● **Material shown**:

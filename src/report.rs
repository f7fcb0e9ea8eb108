//! Assembles aggregate tables and leaderboards into one report.
//!
//! The three export flavours only differ in columns and sections, so a
//! single [`ReportConfig`] drives all of them.

use crate::activity::{ActivityType, ActivityTypeGroup, Measure};
use crate::aggregate::{ActivityIndex, Column, CrossTable};
use crate::parser::ColumnLayout;
use crate::ranking::Leaderboard;

/// Default leaderboard size
pub const DEFAULT_TOP_N: usize = 10;

/// Predefined report flavours.
#[derive(Debug, Clone, Copy, PartialEq, Eq, Default)]
pub enum ReportVariant {
    /// Named activities, aggregates and leaderboards
    #[default]
    Full,
    /// Export without a name column; leaderboards omit names
    Anonymous,
    /// Aggregate tables only
    Totals,
}

/// Which subjects get leaderboards.
#[derive(Debug, Clone, Copy, PartialEq, Eq)]
pub struct LeaderboardScope {
    pub groups: bool,
    pub types: bool,
}

impl LeaderboardScope {
    /// Groups first, then types, each in declaration order.
    pub fn subjects(self) -> Vec<Column> {
        let mut subjects = Vec::new();
        if self.groups {
            subjects.extend(ActivityTypeGroup::ALL.iter().map(|g| Column::Group(*g)));
        }
        if self.types {
            subjects.extend(ActivityType::ALL.iter().map(|t| Column::Type(*t)));
        }
        subjects
    }
}

/// Configuration for a report run
#[derive(Debug, Clone)]
pub struct ReportConfig {
    /// Column layout of the input export
    pub layout: ColumnLayout,
    /// Page title and top-level heading
    pub title: String,
    /// One year-by-type table per measure, in order
    pub aggregate_measures: Vec<Measure>,
    /// One leaderboard per measure and subject, measure-major
    pub leaderboard_measures: Vec<Measure>,
    pub leaderboard_scope: LeaderboardScope,
    /// Entries per leaderboard table
    pub top_n: usize,
}

impl Default for ReportConfig {
    fn default() -> Self {
        Self::for_variant(ReportVariant::Full)
    }
}

impl ReportConfig {
    pub fn for_variant(variant: ReportVariant) -> Self {
        let layout = match variant {
            ReportVariant::Full | ReportVariant::Totals => ColumnLayout::WithName,
            ReportVariant::Anonymous => ColumnLayout::WithoutName,
        };
        let leaderboard_measures = match variant {
            ReportVariant::Full | ReportVariant::Anonymous => {
                vec![Measure::Distance, Measure::ElevationGain, Measure::AvgClimb]
            }
            ReportVariant::Totals => Vec::new(),
        };
        Self {
            layout,
            title: "Activity stats".to_string(),
            aggregate_measures: vec![
                Measure::Distance,
                Measure::ElevationGain,
                Measure::DurationMinutes,
            ],
            leaderboard_measures,
            leaderboard_scope: LeaderboardScope {
                groups: true,
                types: true,
            },
            top_n: DEFAULT_TOP_N,
        }
    }

    /// Set the leaderboard size
    pub fn with_top_n(mut self, top_n: usize) -> Self {
        self.top_n = top_n;
        self
    }
}

/// One block of the report.
#[derive(Debug, Clone, PartialEq)]
pub enum Section<'a> {
    Aggregate(CrossTable),
    Leaderboard(Leaderboard<'a>),
}

/// Structured report, ready for rendering.
#[derive(Debug, Clone)]
pub struct Report<'a> {
    pub title: String,
    /// Whether leaderboard rows carry activity names
    pub show_names: bool,
    pub sections: Vec<Section<'a>>,
}

impl<'a> Report<'a> {
    pub fn aggregates(&self) -> impl Iterator<Item = &CrossTable> {
        self.sections.iter().filter_map(|s| match s {
            Section::Aggregate(t) => Some(t),
            Section::Leaderboard(_) => None,
        })
    }

    pub fn leaderboards(&self) -> impl Iterator<Item = &Leaderboard<'a>> {
        self.sections.iter().filter_map(|s| match s {
            Section::Aggregate(_) => None,
            Section::Leaderboard(b) => Some(b),
        })
    }
}

/// Build every section `config` asks for: aggregate tables first, then
/// leaderboards by measure, groups before types.
pub fn assemble_report<'a>(index: &ActivityIndex<'a>, config: &ReportConfig) -> Report<'a> {
    let mut sections = Vec::new();

    for measure in &config.aggregate_measures {
        log::debug!("Building {}", measure.aggregate_title());
        sections.push(Section::Aggregate(CrossTable::build(index, *measure)));
    }

    let subjects = config.leaderboard_scope.subjects();
    for measure in &config.leaderboard_measures {
        log::debug!("Ranking {} for {} subjects", measure.label(), subjects.len());
        for subject in &subjects {
            sections.push(Section::Leaderboard(Leaderboard::build(
                index,
                *subject,
                *measure,
                config.top_n,
            )));
        }
    }

    Report {
        title: config.title.clone(),
        show_names: config.layout.has_names(),
        sections,
    }
}

#[cfg(test)]
mod tests {
    use super::*;
    use crate::activity::tests::activity;
    use crate::activity::Activity;

    fn fixture() -> Vec<Activity> {
        vec![
            activity("2023-01-01T08:00:00Z", ActivityType::Run, 1800, "5.0", "50"),
            activity("2023-06-01T08:00:00Z", ActivityType::Ride, 3600, "20.0", "100"),
        ]
    }

    #[test]
    fn test_config_variants() {
        let full = ReportConfig::for_variant(ReportVariant::Full);
        assert_eq!(full.layout, ColumnLayout::WithName);
        assert_eq!(full.leaderboard_measures.len(), 3);
        assert_eq!(full.top_n, 10);

        let anonymous = ReportConfig::for_variant(ReportVariant::Anonymous);
        assert_eq!(anonymous.layout, ColumnLayout::WithoutName);
        assert_eq!(anonymous.aggregate_measures, full.aggregate_measures);

        let totals = ReportConfig::for_variant(ReportVariant::Totals);
        assert!(totals.leaderboard_measures.is_empty());

        assert_eq!(ReportConfig::default().with_top_n(3).top_n, 3);
    }

    #[test]
    fn test_section_order() {
        let activities = fixture();
        let index = ActivityIndex::new(&activities);
        let report = assemble_report(&index, &ReportConfig::default());

        let measures: Vec<_> = report.aggregates().map(|t| t.measure).collect();
        assert_eq!(
            measures,
            vec![Measure::Distance, Measure::ElevationGain, Measure::DurationMinutes]
        );

        // (2 groups + 7 types) x 3 measures
        let titles: Vec<_> = report.leaderboards().map(|b| b.title()).collect();
        assert_eq!(titles.len(), 27);
        assert_eq!(titles[0], "Top 10 distance (km) - Cycling");
        assert_eq!(titles[1], "Top 10 distance (km) - Walking");
        assert_eq!(titles[2], "Top 10 distance (km) - Run");
        assert_eq!(titles[9], "Top 10 elevation gain (m) - Cycling");
        assert_eq!(titles[26], "Top 10 climb (m/km) - Rowing");

        // aggregates come before any leaderboard
        assert!(matches!(report.sections[2], Section::Aggregate(_)));
        assert!(matches!(report.sections[3], Section::Leaderboard(_)));
    }

    #[test]
    fn test_scope_subjects() {
        let groups_only = LeaderboardScope {
            groups: true,
            types: false,
        };
        assert_eq!(
            groups_only.subjects(),
            vec![
                Column::Group(ActivityTypeGroup::Cycling),
                Column::Group(ActivityTypeGroup::Walking)
            ]
        );
        let none = LeaderboardScope {
            groups: false,
            types: false,
        };
        assert!(none.subjects().is_empty());
    }

    #[test]
    fn test_totals_variant_has_no_leaderboards() {
        let activities = fixture();
        let index = ActivityIndex::new(&activities);
        let report = assemble_report(&index, &ReportConfig::for_variant(ReportVariant::Totals));
        assert_eq!(report.sections.len(), 3);
        assert_eq!(report.leaderboards().count(), 0);
        assert!(report.show_names);
    }
}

● **Exercise aim**: Repeat all of the data exactly as given.

● **Written answer**:
filename src/report.rs
repository f7fcb0e9ea8eb108
//! Assembles aggregate tables and leaderboards into one report.
//!
//! The three export flavours only differ in columns and sections, so a
//! single [`ReportConfig`] drives all of them.

use crate::activity::{ActivityType, ActivityTypeGroup, Measure};
use crate::aggregate::{ActivityIndex, Column, CrossTable};
use crate::parser::ColumnLayout;
use crate::ranking::Leaderboard;

/// Default leaderboard size
pub const DEFAULT_TOP_N: usize = 10;

/// Predefined report flavours.
#[derive(Debug, Clone, Copy, PartialEq, Eq, Default)]
pub enum ReportVariant {
    /// Named activities, aggregates and leaderboards
    #[default]
    Full,
    /// Export without a name column; leaderboards omit names
    Anonymous,
    /// Aggregate tables only
    Totals,
}

/// Which subjects get leaderboards.
#[derive(Debug, Clone, Copy, PartialEq, Eq)]
pub struct LeaderboardScope {
    pub groups: bool,
    pub types: bool,
}

impl LeaderboardScope {
    /// Groups first, then types, each in declaration order.
    pub fn subjects(self) -> Vec<Column> {
        let mut subjects = Vec::new();
        if self.groups {
            subjects.extend(ActivityTypeGroup::ALL.iter().map(|g| Column::Group(*g)));
        }
        if self.types {
            subjects.extend(ActivityType::ALL.iter().map(|t| Column::Type(*t)));
        }
        subjects
    }
}

/// Configuration for a report run
#[derive(Debug, Clone)]
pub struct ReportConfig {
    /// Column layout of the input export
    pub layout: ColumnLayout,
    /// Page title and top-level heading
    pub title: String,
    /// One year-by-type table per measure, in order
    pub aggregate_measures: Vec<Measure>,
    /// One leaderboard per measure and subject, measure-major
    pub leaderboard_measures: Vec<Measure>,
    pub leaderboard_scope: LeaderboardScope,
    /// Entries per leaderboard table
    pub top_n: usize,
}

impl Default for ReportConfig {
    fn default() -> Self {
        Self::for_variant(ReportVariant::Full)
    }
}

impl ReportConfig {
    pub fn for_variant(variant: ReportVariant) -> Self {
        let layout = match variant {
            ReportVariant::Full | ReportVariant::Totals => ColumnLayout::WithName,
            ReportVariant::Anonymous => ColumnLayout::WithoutName,
        };
        let leaderboard_measures = match variant {
            ReportVariant::Full | ReportVariant::Anonymous => {
                vec![Measure::Distance, Measure::ElevationGain, Measure::AvgClimb]
            }
            ReportVariant::Totals => Vec::new(),
        };
        Self {
            layout,
            title: "Activity stats".to_string(),
            aggregate_measures: vec![
                Measure::Distance,
                Measure::ElevationGain,
                Measure::DurationMinutes,
            ],
            leaderboard_measures,
            leaderboard_scope: LeaderboardScope {
                groups: true,
                types: true,
            },
            top_n: DEFAULT_TOP_N,
        }
    }

    /// Set the leaderboard size
    pub fn with_top_n(mut self, top_n: usize) -> Self {
        self.top_n = top_n;
        self
    }
}

/// One block of the report.
#[derive(Debug, Clone, PartialEq)]
pub enum Section<'a> {
    Aggregate(CrossTable),
    Leaderboard(Leaderboard<'a>),
}

/// Structured report, ready for rendering.
#[derive(Debug, Clone)]
pub struct Report<'a> {
    pub title: String,
    /// Whether leaderboard rows carry activity names
    pub show_names: bool,
    pub sections: Vec<Section<'a>>,
}

impl<'a> Report<'a> {
    pub fn aggregates(&self) -> impl Iterator<Item = &CrossTable> {
        self.sections.iter().filter_map(|s| match s {
            Section::Aggregate(t) => Some(t),
            Section::Leaderboard(_) => None,
        })
    }

    pub fn leaderboards(&self) -> impl Iterator<Item = &Leaderboard<'a>> {
        self.sections.iter().filter_map(|s| match s {
            Section::Aggregate(_) => None,
            Section::Leaderboard(b) => Some(b),
        })
    }
}

/// Build every section `config` asks for: aggregate tables first, then
/// leaderboards by measure, groups before types.
pub fn assemble_report<'a>(index: &ActivityIndex<'a>, config: &ReportConfig) -> Report<'a> {
    let mut sections = Vec::new();

    for measure in &config.aggregate_measures {
        log::debug!("Building {}", measure.aggregate_title());
        sections.push(Section::Aggregate(CrossTable::build(index, *measure)));
    }

    let subjects = config.leaderboard_scope.subjects();
    for measure in &config.leaderboard_measures {
        log::debug!("Ranking {} for {} subjects", measure.label(), subjects.len());
        for subject in &subjects {
            sections.push(Section::Leaderboard(Leaderboard::build(
                index,
                *subject,
                *measure,
                config.top_n,
            )));
        }
    }

    Report {
        title: config.title.clone(),
        show_names: config.layout.has_names(),
        sections,
    }
}

#[cfg(test)]
mod tests {
    use super::*;
    use crate::activity::tests::activity;
    use crate::activity::Activity;

    fn fixture() -> Vec<Activity> {
        vec![
            activity("2023-01-01T08:00:00Z", ActivityType::Run, 1800, "5.0", "50"),
            activity("2023-06-01T08:00:00Z", ActivityType::Ride, 3600, "20.0", "100"),
        ]
    }

    #[test]
    fn test_config_variants() {
        let full = ReportConfig::for_variant(ReportVariant::Full);
        assert_eq!(full.layout, ColumnLayout::WithName);
        assert_eq!(full.leaderboard_measures.len(), 3);
        assert_eq!(full.top_n, 10);

        let anonymous = ReportConfig::for_variant(ReportVariant::Anonymous);
        assert_eq!(anonymous.layout, ColumnLayout::WithoutName);
        assert_eq!(anonymous.aggregate_measures, full.aggregate_measures);

        let totals = ReportConfig::for_variant(ReportVariant::Totals);
        assert!(totals.leaderboard_measures.is_empty());

        assert_eq!(ReportConfig::default().with_top_n(3).top_n, 3);
    }

    #[test]
    fn test_section_order() {
        let activities = fixture();
        let index = ActivityIndex::new(&activities);
        let report = assemble_report(&index, &ReportConfig::default());

        let measures: Vec<_> = report.aggregates().map(|t| t.measure).collect();
        assert_eq!(
            measures,
            vec![Measure::Distance, Measure::ElevationGain, Measure::DurationMinutes]
        );

        // (2 groups + 7 types) x 3 measures
        let titles: Vec<_> = report.leaderboards().map(|b| b.title()).collect();
        assert_eq!(titles.len(), 27);
        assert_eq!(titles[0], "Top 10 distance (km) - Cycling");
        assert_eq!(titles[1], "Top 10 distance (km) - Walking");
        assert_eq!(titles[2], "Top 10 distance (km) - Run");
        assert_eq!(titles[9], "Top 10 elevation gain (m) - Cycling");
        assert_eq!(titles[26], "Top 10 climb (m/km) - Rowing");

        // aggregates come before any leaderboard
        assert!(matches!(report.sections[2], Section::Aggregate(_)));
        assert!(matches!(report.sections[3], Section::Leaderboard(_)));
    }

    #[test]
    fn test_scope_subjects() {
        let groups_only = LeaderboardScope {
            groups: true,
            types: false,
        };
        assert_eq!(
            groups_only.subjects(),
            vec![
                Column::Group(ActivityTypeGroup::Cycling),
                Column::Group(ActivityTypeGroup::Walking)
            ]
        );
        let none = LeaderboardScope {
            groups: false,
            types: false,
        };
        assert!(none.subjects().is_empty());
    }

    #[test]
    fn test_totals_variant_has_no_leaderboards() {
        let activities = fixture();
        let index = ActivityIndex::new(&activities);
        let report = assemble_report(&index, &ReportConfig::for_variant(ReportVariant::Totals));
        assert_eq!(report.sections.len(), 3);
        assert_eq!(report.leaderboards().count(), 0);
        assert!(report.show_names);
    }
}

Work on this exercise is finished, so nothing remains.